Pareciera que cuando de Discépolo se trata no alcanza con referirse exclusivamente a la poética del tango, ni al marco histórico durante el cual el género alcanzó su mayor desarrollo. Uno podría decir que los tropiezos de la historia nacional contemporánea son los responsables de la vigencia del Emil Cioran de nuestra cultura popular. Que, como sociedad, estamos condenados a repetir errores o falencias. ¿Cuántas veces hemos oído decir, perturbados por la frustración y el desengaño colectivos, “¡Qué razón tenía Discépolo!”? Seguramente, el lector de estas páginas pensará que los hechos de la realidad nacional de 2016 que describí en otro tramo de este prólogo son claramente “discepolianos”. Yo creo lo mismo, para qué negarlo, pero no porque hoy seamos lo mismo que ayer (y en todo caso habría que discernir con más precisión de qué hablamos cuando hablamos de “nosotros”). En realidad, tiendo a pensar que así como hay situaciones borgeanas y kafkianas, las hay discepolianas, por más que las características relacionadas con nombres propios de la música popular no estén tan legitimadas como las gestadas en el campo de la alta literatura. Todavía nos cuesta aceptar la teoría del autor en las formas culturales “menores”. Y más aún la posibilidad de que sea la sociedad la que acuda a sus canciones, y no las canciones a su sociedad.

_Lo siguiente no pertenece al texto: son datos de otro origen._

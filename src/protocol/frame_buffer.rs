//! Frame buffer for reading frames back out of a byte stream.
//!
//! Uses `bytes::BytesMut` for zero-copy buffer management.
//! Implements a state machine for handling fragmented frames:
//! - `WaitingForLength`: Need a complete varint length prefix
//! - `WaitingForPayload`: Length parsed, need N more payload bytes
//!
//! # Example
//!
//! ```
//! use protolist::protocol::{frame, FrameBuffer};
//!
//! let mut buffer = FrameBuffer::new();
//! let frames = buffer.push(&frame(b"hello")).unwrap();
//!
//! assert_eq!(frames.len(), 1);
//! assert_eq!(frames[0].payload(), b"hello");
//! assert!(buffer.is_empty());
//! ```

use bytes::BytesMut;

use super::varint::decode_varint;
use super::Frame;
use crate::error::{ProtolistError, Result};

/// Default maximum payload size (64 MB).
pub const DEFAULT_MAX_PAYLOAD_SIZE: u64 = 64 * 1024 * 1024;

/// State machine for frame parsing.
#[derive(Debug, Clone)]
enum State {
    /// Waiting for a complete varint length prefix.
    WaitingForLength,
    /// Length parsed, waiting for payload bytes.
    WaitingForPayload { remaining: usize },
}

/// Buffer for accumulating incoming bytes and extracting complete frames.
pub struct FrameBuffer {
    /// Accumulated bytes.
    buffer: BytesMut,
    /// Current parsing state.
    state: State,
    /// Maximum allowed payload size.
    max_payload_size: u64,
}

impl FrameBuffer {
    /// Create a new frame buffer with default settings.
    pub fn new() -> Self {
        Self::with_max_payload(DEFAULT_MAX_PAYLOAD_SIZE)
    }

    /// Create a new frame buffer with custom max payload size.
    pub fn with_max_payload(max_payload_size: u64) -> Self {
        Self {
            buffer: BytesMut::with_capacity(4 * 1024),
            state: State::WaitingForLength,
            max_payload_size,
        }
    }

    /// Push data into the buffer and extract all complete frames.
    ///
    /// Partial data is kept for the next push.
    ///
    /// # Errors
    ///
    /// Returns error if a length prefix is malformed or the payload exceeds
    /// `max_payload_size`.
    pub fn push(&mut self, data: &[u8]) -> Result<Vec<Frame>> {
        self.buffer.extend_from_slice(data);

        let mut frames = Vec::new();
        while let Some(frame) = self.try_extract_one()? {
            frames.push(frame);
        }

        Ok(frames)
    }

    /// Decode a complete buffer that must contain only whole frames.
    ///
    /// # Errors
    ///
    /// Returns error if the data ends in the middle of a frame.
    pub fn decode_all(data: &[u8]) -> Result<Vec<Frame>> {
        let mut buffer = Self::with_max_payload(data.len() as u64);
        let frames = buffer.push(data)?;
        buffer.finish()?;
        Ok(frames)
    }

    /// Check that no partial frame is left behind.
    pub fn finish(&self) -> Result<()> {
        match &self.state {
            State::WaitingForLength if self.buffer.is_empty() => Ok(()),
            State::WaitingForLength => Err(ProtolistError::Protocol(format!(
                "truncated length prefix ({} trailing bytes)",
                self.buffer.len()
            ))),
            State::WaitingForPayload { remaining } => Err(ProtolistError::Protocol(format!(
                "truncated payload: expected {} bytes, have {}",
                remaining,
                self.buffer.len()
            ))),
        }
    }

    fn try_extract_one(&mut self) -> Result<Option<Frame>> {
        match &self.state {
            State::WaitingForLength => {
                let Some((length, consumed)) = decode_varint(&self.buffer)? else {
                    return Ok(None);
                };

                if length > self.max_payload_size {
                    return Err(ProtolistError::Protocol(format!(
                        "Payload size {} exceeds maximum {}",
                        length, self.max_payload_size
                    )));
                }

                let _ = self.buffer.split_to(consumed);
                self.state = State::WaitingForPayload {
                    remaining: length as usize,
                };

                self.try_extract_one()
            }

            State::WaitingForPayload { remaining } => {
                let remaining = *remaining;
                if self.buffer.len() < remaining {
                    return Ok(None);
                }

                let payload = self.buffer.split_to(remaining).freeze();
                self.state = State::WaitingForLength;

                Ok(Some(Frame::new(payload)))
            }
        }
    }

    /// Check if the buffer is empty.
    pub fn is_empty(&self) -> bool {
        self.buffer.is_empty()
    }

    #[cfg(test)]
    fn state_name(&self) -> &'static str {
        match &self.state {
            State::WaitingForLength => "WaitingForLength",
            State::WaitingForPayload { .. } => "WaitingForPayload",
        }
    }
}

impl Default for FrameBuffer {
    fn default() -> Self {
        Self::new()
    }
}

Desde que salió la primera edición de esta biografía me propuse dos cosas: tratar de explicar, apoyándome en lo que había investigado y escrito, el lugar que el autor de “Qué sapa, señor” supo construirse en la cultura argentina y, asimismo, observar en qué medida sus principales tangos siguen vivos más allá del siglo descrito con tanto ingenio y premonición en su tango más famoso. Si mi primer propósito se logró con mucho trabajo pero sin grandes obstáculos –¿quién puede negar la singularidad histórica de un autor multifacético y al mismo tiempo profundamente anclado en la cultura porteña dela primera mitad del siglo XX?–,confieso que me sigue intrigando la potencia semántica del nombre “Discépolo” y su inmediato tránsito a la condición de adjetivo.
Hasta donde he podido averiguar, no existe nada similar en otras partes. Por supuesto, ejemplos de interpelación de la música popular a la vida política de un país hay muchos. Aun así, la peculiaridad de Discépolo –es decir, el modo persistente, casi obsesivo con el que su obra y su figura resisten el paso del tiempo– permanece invicta. Es infrecuente –me cuido de ser taxativo– que canciones de un autor/compositor que elaboró la mayoría de su obra ochenta años atrás puedan regresar siempre como aforismos de un sentido común nacional. ¿Acaso las canciones de Cole Porter, Ernesto Lecuona, Agustín Lara o Violeta Parra tienen en los discursos sociales de sus respectivas comunidades la presencia incisiva y algo moralista que los argentinos le atribuimos a “Yira… yira…” y “Cambalache”? ¿Qué coetáneo de Discépolo pudo imaginar que cuando en un programa de radio de 1947 el autor decía “como el boomerang, como los criminales, como los novios, como los cobradores, yo regreso siempre” estaba anunciando la fatal atadura de su cancionero a la suerte –o desgracia– del país? Parece cosa de locos. O de sabihondos y suicidas. Pero es un dato tan real como fascinante. No hay vuelta que darle: Discépolo sigue siendo nuestro contemporáneo.